*** Begin section ***
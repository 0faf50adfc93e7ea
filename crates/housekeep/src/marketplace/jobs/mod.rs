//! Job posts: content, status machine, and the versioned storage seam.

pub mod domain;
mod lifecycle;
pub mod repository;
mod validation;

#[cfg(test)]
mod tests;

pub use domain::{
    Budget, Frequency, HiredPerson, JobPost, JobPostDraft, JobPostStatus, JobSchedule, RateUnit,
    RequesterJobPostView, ScheduleKind,
};
pub(crate) use lifecycle::ensure_owner;
pub use lifecycle::JobPostManager;
pub use repository::JobPostRepository;

pub(crate) use repository::{commit, fetch_post};
pub(crate) use validation::{normalize_tags, required};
*** End section ***
* Task prompt *
Set down the entries above again, word for word.

* Response below *
repository 0faf50adfc93e7ea
filename crates/housekeep/src/marketplace/jobs/mod.rs
//! Job posts: content, status machine, and the versioned storage seam.

pub mod domain;
mod lifecycle;
pub mod repository;
mod validation;

#[cfg(test)]
mod tests;

pub use domain::{
    Budget, Frequency, HiredPerson, JobPost, JobPostDraft, JobPostStatus, JobSchedule, RateUnit,
    RequesterJobPostView, ScheduleKind,
};
pub(crate) use lifecycle::ensure_owner;
pub use lifecycle::JobPostManager;
pub use repository::JobPostRepository;

pub(crate) use repository::{commit, fetch_post};
pub(crate) use validation::{normalize_tags, required};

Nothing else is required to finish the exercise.